Wege der Wichtigen kreuzten sich in Berlin

Kerry, Netanjahu, Mogherini - die Gewalt im Nahen Osten ruft die internationale Diplomatie auf den Plan

  • Lesedauer: 3 Min.
In Berlin drehte sich das diplomatische Karussell in Sachen Nahost-Krise. Doch ein Weg aus der Gewalt wurde nicht gefunden.

Berlin. Trotz einer diplomatischen Kraftanstrengung von EU, USA und UNO ist in Israel und in den Palästinensergebieten kein Ende der Gewaltspirale in Sicht. Israels Ministerpräsident Benjamin Netanjahu erhob am Donnerstag bei einem Treffen mit US-Außenminister John Kerry in Berlin erneut den Vorwurf, dass Palästinenserpräsident Mahmud Abbas die Gewalt im Nahen Osten schüre. Kerry forderte von beiden Konfliktparteien ein »Ende jeglicher Gewalt«.

Kerry sprach in einem Berliner Hotel mehrere Stunden mit Netanjahu, der am Mittwochabend Bundeskanzlerin Angela Merkel und wenige Tage zuvor UNO-Generalsekretär Ban Ki Moon getroffen hatte. Kerry sagte, es sei »absolut entscheidend, jegliche Aufwiegelung, jegliche Gewalt« zu beenden. Derzeit gebe es zwar keine Möglichkeiten für einen umfassenden Friedensprozess, doch müsse »ein Weg vorwärts gefunden werden, um die Möglichkeit zu schaffen«.

Netanjahu zeigte sich aber wie schon nach seinem Treffen mit Merkel unversöhnlich. Er prangerte erneut die »Aufstachelung« zur Gewalt durch die radikalislamische Hamas, durch die islamistische Bewegung in Israel, durch Abbas und die Palästinenserbehörden an.

»Ich denke, es ist an der Zeit für die internationale Gemeinschaft, Präsident Abbas klar zu sagen: Hör auf, Lügen über Israel zu verbreiten.« Netanjahu verwies dabei auf den Vorwurf, dass Israel an dem für Muslime und Juden heiligen Tempelberg in Jerusalem andere Nutzungsregeln durchsetzen wolle. Der Premier versicherte erneut, dass Israel den Status quo verteidige.

Kerry sagte, er habe in den vergangenen 24 Stunden auch mit Abbas und dem jordanischen König Abdullah telefoniert. Er glaube, die »Leute wollen es deeskalieren«. Er fügte hinzu: »Also lasst uns mit der Arbeit anfangen und sehen, was wir tun können.« Kerry wollte Ende der Woche auch Abbas treffen. Für Donnerstag war noch ein Gespräch mit Bundesaußenminister Frank-Walter Steinmeier vorgesehen, der am Nachmittag ebenfalls mit Netanjahu in Berlin sprechen wollte.

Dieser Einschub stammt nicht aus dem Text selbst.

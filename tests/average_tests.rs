use tempfile::tempdir;
use timeportal::core::add::AddLogic;
use timeportal::core::calculator::average::{average_hours, monthly_average_due};
use timeportal::core::context::SessionContext;
use timeportal::core::report::ReportLogic;
use timeportal::models::{DayTotals, EntryDraft};
use timeportal::store::JsonFileStore;
use timeportal::utils::zone::Zone;

mod common;
use common::{at, d};

fn worked(minutes: i64) -> DayTotals {
    DayTotals {
        minutes,
        miss_punch: false,
    }
}

#[test]
fn zero_days_stay_out_of_the_average() {
    let week = [worked(480), worked(480), worked(0), worked(0), worked(0)];

    let avg = average_hours(&week);

    assert_eq!(avg.hours, 8.0);
    assert_eq!(avg.counted_days, 2);
    assert_eq!(avg.miss_punch_days, 0);
}

#[test]
fn miss_punch_days_are_excluded_and_counted() {
    let days = [
        worked(420),
        DayTotals {
            minutes: 60,
            miss_punch: true,
        },
        worked(540),
    ];

    let avg = average_hours(&days);

    assert_eq!(avg.hours, 8.0);
    assert_eq!(avg.counted_days, 2);
    assert_eq!(avg.miss_punch_days, 1);
}

#[test]
fn no_worked_day_gives_zero() {
    let avg = average_hours(&[worked(0)]);
    assert_eq!(avg.hours, 0.0);
    assert_eq!(avg.counted_days, 0);
}

#[test]
fn monthly_average_starts_from_configured_day() {
    assert!(!monthly_average_due(d(2025, 7, 7), 8));
    assert!(monthly_average_due(d(2025, 7, 8), 8));
    assert!(monthly_average_due(d(2025, 7, 2), 1));
}

#[test]
fn report_averages_the_week_of_the_reference_day() {
    let dir = tempdir().unwrap();
    let mut store = JsonFileStore::open(dir.path(), "tester").unwrap();
    let ctx = SessionContext::at("tester", Zone::utc(), at(d(2025, 7, 16), 18, 0, 0));

    // Mon and Tue of the same week, plus the previous Sunday
    for (day, out_h) in [(d(2025, 7, 14), 17), (d(2025, 7, 15), 17), (d(2025, 7, 13), 10)] {
        let draft = EntryDraft::new(Some(at(day, 9, 0, 0)), Some(at(day, out_h, 0, 0)));
        AddLogic::apply(&mut store, &ctx, day, draft).unwrap();
    }

    let report = ReportLogic::build(&mut store, &ctx, d(2025, 7, 16), 8).unwrap();

    assert_eq!(report.week_start, d(2025, 7, 14));
    assert_eq!(report.week_end, d(2025, 7, 20));
    assert_eq!(report.week.hours, 8.0);
    assert_eq!(report.week.counted_days, 2);

    let month = report.month.expect("monthly average from the 8th");
    assert_eq!(month.counted_days, 3);
    assert_eq!(month.hours, 17.0 / 3.0);
}

#[test]
fn report_has_no_monthly_average_early_in_the_month() {
    let dir = tempdir().unwrap();
    let mut store = JsonFileStore::open(dir.path(), "tester").unwrap();
    let ctx = SessionContext::at("tester", Zone::utc(), at(d(2025, 7, 3), 12, 0, 0));

    let report = ReportLogic::build(&mut store, &ctx, d(2025, 7, 3), 8).unwrap();

    assert!(report.month.is_none());
    assert_eq!(report.week.counted_days, 0);
}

Auch die EU-Außenbeauftragte Federica Mogherini sprach mit Steinmeier. Sie wollte in Berlin zudem Netanjahu treffen und Abbas in den nächsten Tagen. Sie hob hervor, es sei »gefährlich«, den Konflikt ungelöst zu lassen. Ihr Hauptziel sei es, zumindest die »Rhetorik« auf beiden Seiten zu dämpfen.

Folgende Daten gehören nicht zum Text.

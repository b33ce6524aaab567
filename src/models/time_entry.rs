use crate::errors::{AppError, AppResult};
use chrono::{DateTime, Utc};
use serde::{Deserialize, Serialize};

/// One work session: a check-in and, once closed, a check-out.
#[derive(Debug, Clone, Copy, PartialEq, Eq, Serialize, Deserialize)]
#[serde(rename_all = "camelCase")]
pub struct TimeEntry {
    pub check_in: DateTime<Utc>,
    #[serde(default)]
    pub check_out: Option<DateTime<Utc>>,
}

impl TimeEntry {
    pub fn open(check_in: DateTime<Utc>) -> Self {
        Self {
            check_in,
            check_out: None,
        }
    }

    pub fn closed(check_in: DateTime<Utc>, check_out: DateTime<Utc>) -> Self {
        Self {
            check_in,
            check_out: Some(check_out),
        }
    }

    pub fn is_open(&self) -> bool {
        self.check_out.is_none()
    }
}

/// Entry as supplied by a caller, before validation.
#[derive(Debug, Clone, Copy, Default, PartialEq, Eq, Serialize, Deserialize)]
#[serde(rename_all = "camelCase")]
pub struct EntryDraft {
    #[serde(default)]
    pub check_in: Option<DateTime<Utc>>,
    #[serde(default)]
    pub check_out: Option<DateTime<Utc>>,
}

impl EntryDraft {
    pub fn new(check_in: Option<DateTime<Utc>>, check_out: Option<DateTime<Utc>>) -> Self {
        Self {
            check_in,
            check_out,
        }
    }

    /// Check-in is mandatory and check-out may not precede it.
    pub fn validate(self) -> AppResult<TimeEntry> {
        let check_in = self
            .check_in
            .ok_or_else(|| AppError::validation("check-in time is required"))?;

        if let Some(check_out) = self.check_out
            && check_out < check_in
        {
            return Err(AppError::validation(format!(
                "check-out ({}) must not be before check-in ({})",
                check_out.to_rfc3339(),
                check_in.to_rfc3339()
            )));
        }

        Ok(TimeEntry {
            check_in,
            check_out: self.check_out,
        })
    }
}

/// Partial replacement for a stored entry; `None` keeps the stored value.
/// `check_out: Some(None)` reopens the session.
#[derive(Debug, Clone, Copy, Default, PartialEq, Eq)]
pub struct EntryPatch {
    pub check_in: Option<DateTime<Utc>>,
    pub check_out: Option<Option<DateTime<Utc>>>,
}

impl EntryPatch {
    pub fn merge(self, current: TimeEntry) -> EntryDraft {
        EntryDraft {
            check_in: Some(self.check_in.unwrap_or(current.check_in)),
            check_out: self.check_out.unwrap_or(current.check_out),
        }
    }
}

UNO-Generalsekretär Ban Ki Moon war in den vergangenen Tagen zu einem kurzfristig angesetzten Besuch bei Netanjahu und Abbas im Nahen Osten. Zum Abschluss zeigte er sich am Mittwoch »nicht optimistisch«, dass die »gefährliche Eskalation« bald beendet werden könne. Er äußerte sich per Videoschaltung bei einer Dringlichkeitssitzung des UNO-Sicherheitsrates.

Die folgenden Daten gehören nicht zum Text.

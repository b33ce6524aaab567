use crate::cli::commands::day_arg;
use crate::cli::commands::show::print_day;
use crate::cli::parser::Commands;
use crate::config::Config;
use crate::core::aggregator::DailyLogAggregator;
use crate::core::context::SessionContext;
use crate::core::edit::EditLogic;
use crate::errors::AppResult;
use crate::models::EntryPatch;
use crate::models::day_summary::DayView;
use crate::store::open_store;
use crate::ui::messages::success;
use crate::utils::time::parse_optional_instant;

pub fn handle(cmd: &Commands, cfg: &Config, ctx: &SessionContext) -> AppResult<()> {
    if let Commands::Edit {
        date,
        index,
        start,
        end,
        open,
    } = cmd
    {
        let d = day_arg(Some(date.as_str()), ctx)?;
        // the parser only accepts 1..
        let idx = index - 1;

        let start = parse_optional_instant(start.as_deref(), d, ctx.zone)?;
        let end = parse_optional_instant(end.as_deref(), d, ctx.zone)?;

        // omitted times keep their stored value
        let patch = EntryPatch {
            check_in: start,
            check_out: if *open { Some(None) } else { end.map(Some) },
        };

        let mut store = open_store(cfg, &ctx.user)?;
        let log = EditLogic::apply(store.as_mut(), ctx, d, idx, patch)?;
        success(format!("Session #{} of {} updated.", index, d));

        let status = DailyLogAggregator::status(&log, ctx);
        print_day(&DayView::new(log, status), ctx);
    }
    Ok(())
}
//! Time utilities: parsing HH:MM input and rendering instants as wall-clock.

use crate::errors::{AppError, AppResult};
use crate::utils::zone::Zone;
use chrono::{DateTime, NaiveDate, NaiveTime, Utc};

/// `HH:MM` or `HH:MM:SS`.
pub fn parse_time(t: &str) -> Option<NaiveTime> {
    let t = t.trim();
    NaiveTime::parse_from_str(t, "%H:%M")
        .or_else(|_| NaiveTime::parse_from_str(t, "%H:%M:%S"))
        .ok()
}

/// Combine an optional `HH:MM` argument with `date` in `zone`.
pub fn parse_optional_instant(
    input: Option<&str>,
    date: NaiveDate,
    zone: Zone,
) -> AppResult<Option<DateTime<Utc>>> {
    match input {
        Some(s) => {
            let t = parse_time(s).ok_or_else(|| AppError::InvalidTime(s.to_string()))?;
            Ok(Some(zone.at(date, t)?))
        }
        None => Ok(None),
    }
}

/// Parse the RFC 3339 instant given to `--now`.
pub fn parse_instant(s: &str) -> AppResult<DateTime<Utc>> {
    DateTime::parse_from_rfc3339(s.trim())
        .map(|dt| dt.with_timezone(&Utc))
        .map_err(|_| AppError::InvalidTime(format!("{s} (expected RFC 3339)")))
}

/// `HH:MM` of `instant` in `zone`, prefixed with `MM-DD` when the instant
/// does not fall on `day`.
pub fn format_clock(instant: DateTime<Utc>, zone: Zone, day: NaiveDate) -> String {
    let time = zone.time_of(instant).format("%H:%M");
    let date = zone.date_of(instant);
    if date == day {
        time.to_string()
    } else {
        format!("{} {}", date.format("%m-%d"), time)
    }
}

In Israel und in den Palästinensergebieten dauerte die Gewalt derweil unvermindert an. Zwei mit einem Messer bewaffnete Palästinenser versuchten am Donnerstag in Israel, in einen Schulbus einzudringen. Weil dies laut Polizei misslang, verletzten sie danach in der Stadt Beit Schemesch westlich von Jerusalem einen Passanten. Die Polizei erschoss einen der Angreifer, der andere wurde schwer verletzt.

Bei der aktuellen Welle der Gewalt wurden seit Anfang Oktober fast 50 Palästinenser sowie ein arabischer und acht jüdische Israelis getötet. Außerdem wurden ein jüdischer Israeli und ein Eritreer getötet, die fälschlicherweise für Attentäter gehalten wurden.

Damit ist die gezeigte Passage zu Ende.